‘Queen of Hearts’ by Martha Brooks

Book Reviews

Queen of HeartsReviewed by Harriet Zaidman

Tuberculosis, TB, consumption – mere decades ago the diagnosis meant death at worst for the stricken, or at best, years of isolation from society. The development of antibiotics in World War II changed the treatment regime for this airborne disease, which in large part has always been considered a disease of poverty.

Beginning in the 1850s in England, medical authorities isolated tuberculosis sufferers in antiseptic sanatoria located in rural areas. The thinking was that taking them from overcrowded conditions would reduce the spread of the disease, and that enforced rest, fresh air and good food would smother the opportunistic bacteria. Surgical procedures, now thankfully abandoned, were employed on those whose health did not respond to benign measures.

Winnipegger Martha Brooks, one of Canada’s best writers for older adolescents, has set Queen of Hearts in rural Manitoba during World War II, in a world she knew well. She was raised on the grounds of a sanatorium near Ninette, Manitoba where her father was the medical director and her mother a nurse. As a child Brooks saw how patients lost contact with their families due to physical separation and the distance of time. The emotional damage caused by loneliness and the sterile hospital wards, as well as the rigid attitudes held by many staff took its toll on many, some of whom were fated to spend the rest of their lives in these institutions.

Marie-Claire, a 15-year-old farm girl, develops tuberculosis through contact with an uncle, who dies. Her younger brother and sister are also infected, and her brother quickly meets the same fate. Marie-Claire is left shattered, virtually abandoned by her parents for whom a son was of greater importance than a girl, alone with her thoughts in a colourless room filled with other unhappy souls.

Her best company turns out to be Signy, who at 16 has been sick for four years. To treat her stubborn condition doctors performed extreme surgery – a thoracoplasty, in which several ribs are removed and the infected lung permanently collapsed. But Signy seems to be implacably cheerful in spite of the dystopian environment and parents who send beautiful gifts in the mail rather than visit.

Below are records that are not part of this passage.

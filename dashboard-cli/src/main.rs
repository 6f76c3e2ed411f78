//! Binary crate for the `weather-dashboard` command-line tool.
//!
//! This crate focuses on:
//! - Parsing CLI arguments
//! - Interactive configuration and search prompts
//! - Human-friendly output of the dashboard state

use std::process::ExitCode;

use clap::Parser;
use tracing_subscriber::{EnvFilter, layer::SubscriberExt, util::SubscriberInitExt};

mod cli;
mod render;

fn init_tracing(verbose: bool) {
    let default = if verbose {
        "dashboard_core=debug,weather_dashboard=debug"
    } else {
        "dashboard_core=warn,weather_dashboard=info"
    };

    tracing_subscriber::registry()
        .with(EnvFilter::try_from_default_env().unwrap_or_else(|_| EnvFilter::new(default)))
        .with(tracing_subscriber::fmt::layer().with_writer(std::io::stderr))
        .init();
}

#[tokio::main]
async fn main() -> anyhow::Result<ExitCode> {
    let cmd = cli::Cli::parse();
    init_tracing(cmd.verbose);
    cmd.run().await
}
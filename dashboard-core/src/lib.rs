//! Core library for the weather dashboard.
//!
//! This crate defines:
//! - Configuration handling
//! - The client for the weather backend and its payload types
//! - Geolocation, maps script loading and snapshot export
//! - The [`Dashboard`] controller that ties them together
//!
//! It is used by `dashboard-cli`, but any front-end able to render
//! [`DashboardState`] can drive it.

pub mod backend;
pub mod config;
pub mod dashboard;
pub mod error;
pub mod export;
pub mod geolocation;
pub mod maps;
pub mod model;

pub use backend::{HttpBackend, WeatherBackend, backend_from_config};
pub use config::{Config, LocationConfig};
pub use dashboard::{Dashboard, DashboardState, ReadyView, View};
pub use error::{DashboardError, Result};
pub use export::{ExportFile, ExportFormat};
pub use geolocation::{Coordinates, GeoOptions, Geolocator, LocationErrorKind, StaticGeolocator};
pub use maps::{HeadlessScriptHost, MapsLoader, ScriptHost};
pub use model::{
    HistoryRecord, LocationQuery, SearchForm, SearchHistoryEntry, SearchUpdate, WeatherSnapshot,
};
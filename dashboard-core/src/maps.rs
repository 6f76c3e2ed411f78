//! Lazy loading of the third-party maps script.

use async_trait::async_trait;
use parking_lot::Mutex;

use crate::error::{DashboardError, Result};

/// Substring identifying an already-present maps script.
pub const MAPS_SCRIPT_MARKER: &str = "maps.googleapis.com";

pub fn maps_script_url(api_key: &str) -> String {
    format!(
        "https://maps.googleapis.com/maps/api/js?key={}&libraries=places",
        urlencoding::encode(api_key)
    )
}

/// Where scripts get injected: a page, a webview, or nothing at all.
#[async_trait]
pub trait ScriptHost: Send + Sync + std::fmt::Debug {
    /// Whether a script whose source contains `marker` is already present.
    fn has_script(&self, marker: &str) -> bool;

    /// Add a script reference and resolve once it has loaded.
    async fn inject(&self, src: &str) -> Result<()>;
}

/// Injects the maps script at most once, and never without a key.
#[derive(Debug, Default)]
pub struct MapsLoader {
    loaded: bool,
}

impl MapsLoader {
    pub fn new() -> Self {
        Self::default()
    }

    pub fn is_loaded(&self) -> bool {
        self.loaded
    }

    pub async fn ensure_loaded(&mut self, host: &dyn ScriptHost, api_key: &str) -> Result<()> {
        if api_key.trim().is_empty() {
            return Err(DashboardError::Maps("no maps API key available yet".to_string()));
        }

        if self.loaded {
            return Ok(());
        }

        if host.has_script(MAPS_SCRIPT_MARKER) {
            tracing::debug!("maps script already present");
            self.loaded = true;
            return Ok(());
        }

        host.inject(&maps_script_url(api_key)).await?;
        tracing::info!("maps script loaded");
        self.loaded = true;
        Ok(())
    }
}

/// Host without a page: records injected sources and loads them instantly.
#[derive(Debug, Default)]
pub struct HeadlessScriptHost {
    scripts: Mutex<Vec<String>>,
}

impl HeadlessScriptHost {
    pub fn new() -> Self {
        Self::default()
    }

    pub fn scripts(&self) -> Vec<String> {
        self.scripts.lock().clone()
    }
}

#[async_trait]
impl ScriptHost for HeadlessScriptHost {
    fn has_script(&self, marker: &str) -> bool {
        self.scripts.lock().iter().any(|src| src.contains(marker))
    }

    async fn inject(&self, src: &str) -> Result<()> {
        self.scripts.lock().push(src.to_string());
        Ok(())
    }
}

#[cfg(test)]
mod tests {
    use super::*;

    #[derive(Debug)]
    struct FailingHost;

    #[async_trait]
    impl ScriptHost for FailingHost {
        fn has_script(&self, _marker: &str) -> bool {
            false
        }

        async fn inject(&self, src: &str) -> Result<()> {
            Err(DashboardError::Maps(format!("blocked: {src}")))
        }
    }

    #[tokio::test]
    async fn injects_once() {
        let host = HeadlessScriptHost::new();
        let mut loader = MapsLoader::new();

        loader.ensure_loaded(&host, "KEY").await.unwrap();
        loader.ensure_loaded(&host, "KEY").await.unwrap();

        assert!(loader.is_loaded());
        assert_eq!(
            host.scripts(),
            vec!["https://maps.googleapis.com/maps/api/js?key=KEY&libraries=places".to_string()]
        );
    }

    #[tokio::test]
    async fn existing_script_is_detected() {
        let host = HeadlessScriptHost::new();
        host.inject("https://maps.googleapis.com/maps/api/js?key=OTHER").await.unwrap();

        let mut loader = MapsLoader::new();
        loader.ensure_loaded(&host, "KEY").await.unwrap();

        assert!(loader.is_loaded());
        assert_eq!(host.scripts().len(), 1);
    }

    #[tokio::test]
    async fn empty_key_never_loads() {
        let host = HeadlessScriptHost::new();
        let mut loader = MapsLoader::new();

        assert!(loader.ensure_loaded(&host, "").await.is_err());
        assert!(!loader.is_loaded());
        assert!(host.scripts().is_empty());
    }

    #[tokio::test]
    async fn failed_injection_leaves_loader_unloaded() {
        let mut loader = MapsLoader::new();
        let err = loader.ensure_loaded(&FailingHost, "KEY").await.unwrap_err();

        assert!(matches!(err, DashboardError::Maps(_)));
        assert!(!loader.is_loaded());
    }
}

In 2002 Brooks won the Governor General’s Literary Award for Children’s Literature for True Confessions of a Heartless Girl. Readers will identify with her characters because she creates authentic personalities who think and speak like typical teens. Previously, Marie-Claire had accepted the constraints of her patriarchal, religious home and community. Her sanatorium experience, though, opens the teen’s eyes to new possibilities. Rebellious, she expresses contempt for the local physician who missed diagnosing the illness in its early stages. She calls her father “stupid” because he is embarrassed that his children are sick. When her brother dies Marie-Claire knows that her mother’s “ridiculous” late-age pregnancy, is only to make a replacement boy. Signy, too, despite her outward optimism, speaks candidly about her bleak future:

“…when I try to stand up straight I can’t because one shoulder is lower than the other and my back is humped on one side. Even if I get out of this place, even if I dress up in the prettiest, most expensive clothes in the world, I won’t look like a normal girl and that’s never going to change, now is it? Really it won’t.”

What can I say to that? She’s right. It won’t.

“And who will love me?” she adds in a small voice.

Told in the first person and in the present tense, the reader is right beside Marie-Claire during her long, arduous experience that is nevertheless full of suspense and excitement. The sanatorium is, after all, a society in itself, and it is richly described – from clanging bedpans, to carbolic soap smells, ‘Klondiking’ patients in toques, sweaters and blankets to sleep outdoors on frigid winter nights and sun-bathing nude on the roof in the summer – it’s a new normal Marie-Claire can’t wait to escape.

‘Chasing the cure’ was the ironic name given to the mind-numbing, soul-destroying years it took to defeat the tuberculosis bacterium, proving that even the sickest people can see humour in their plight. But there are also good things about the ‘san’. Marie-Claire gets to read more books, which broadens her outlook. There are complicated relationships among the medical staff and patients. The world is changing outside and she learns that some women get further education, good jobs and independence. She finds romance and most of all, develops hope as she recovers.

Brooks has been a finalist three times for the Governor General’s Award, and won many other prizes for her long list of novels, which include Two Moons in August (1991), Bone Dance (1997) and Mistik Lake (2007). She is also an accomplished playwright and a jazz singer.

Queen of Hearts will ensure her continued prominence in Canadian literary circles and in the hearts of young and older readers looking for fine writing.


Groundwood | 208 pages |  $15 |paper | ISBN #978-0888998286

Contributor

Harriet Zaidman


Harriet Zaidman is a teacher-librarian in Winnipeg.